A biological challenge procedure is where a provocative agent is used to induce panic attacks, and this can tell us whether individuals suffering panic disorder have a greater sensitivity to such agents. Dennis Charney and colleagues from Yale University School of Medicine administered 10mg of caffeine to 21 patients with a diagnosis of panic disorder and 17 healthy control participants. Caffeine produced significantly greater increases in self-rated anxiety, nervousness, fear, nausea, palpitations, and tremors in the panic disorder patients than the controls. Caffeine also induced symptoms identical to full-blown panic attacks in fifteen of the 21 patients[4], but not in the healthy controls. Other provocative agents that produce similar results include carbon dioxide (CO2) inhalation, sodium lactate, the drug yohimbine, and even something as basic as voluntary room-air hyperventilation[5].
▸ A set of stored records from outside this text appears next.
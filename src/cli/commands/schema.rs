//! Implementation of the `lds-args schema` command.

use anyhow::Result;
use comfy_table::Cell;

use crate::cli::output::{base_table, output, CommandOutput};
use crate::domain::models::{FieldSpec, SCHEMA};

#[derive(Debug, serde::Serialize)]
pub struct SchemaOutput {
    pub fields: &'static [FieldSpec],
}

impl CommandOutput for SchemaOutput {
    fn to_human(&self) -> String {
        let mut table = base_table(&["Slot", "Field", "Kind", "Description"]);
        for spec in self.fields {
            table.add_row(vec![
                Cell::new(spec.slot),
                Cell::new(spec.name),
                Cell::new(spec.kind()),
                Cell::new(spec.description),
            ]);
        }
        table.to_string()
    }

    fn to_json(&self) -> serde_json::Value {
        serde_json::to_value(self.fields).unwrap_or_default()
    }
}

pub fn execute(json_mode: bool) -> Result<()> {
    output(&SchemaOutput { fields: &SCHEMA }, json_mode);
    Ok(())
}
The face-value conclusion from these wide-ranging studies is that individuals with a diagnosis of panic disorder have a significantly greater sensitivity to provocative agents than do individuals without a diagnosis of panic disorder. But that doesn’t tell us where that added sensitivity resides. There are many who believe that this added sensitivity resides somewhere in the sufferer’s biology - perhaps an added sensitivity in the brain’s fear centre, the amygdala[6], or overactivity in the body’s noradrenergic neurotransmitter system[7]. There is certainly evidence that’s consistent with both these possibilities. But that evidence isn’t conclusive, because most of the studies have identified these added biological sensitivities in individuals who already have panic disorder, so we don’t know whether these added sensitivities are merely consequencesof having panic disorder or whether they’re a genuine cause of the disorder.


[2]Richards G & Smith A (2015) Caffeine consumption and self-assessed stress, anxiety, and depression in secondary school children. Journal of Psychopharmacology, 29, 1236-1247.

[3]Journalists and columnists such as Jonathan Gornall, Will Hutton, Simon Copland and Louise Chunn amongst others.

[4]Charney DS, Heninger GR & Jatlow PI (1985) Increased anxiogenic effects of caffeine in panic disorders. Archives of General Psychiatry, 42, 233-243.

[5]Forsyth JP & Karekla M (2001) Biological challenge in the assessment of anxiety disorders. In MM Antony, SM Orsillo & L Roemer (Eds) Practitioner’s guide to empirically based measures of anxiety. Springer.

[6]Kim JE, Dager SR & Lyoo K (2012) The role of the amygdala in the pathophysiology of panic disorder: Evidence from neuroimaging studies. Biology of Mood & Anxiety Disorders,

[7]Redmond, D.E. (1977). Alterations to the function of the nucleus locus coeruleus: A possible model for studies of anxiety. In I. Hanin & E. Usdin (Eds.) Animal models in psychiatry and neurology. New York: Pergamon Press.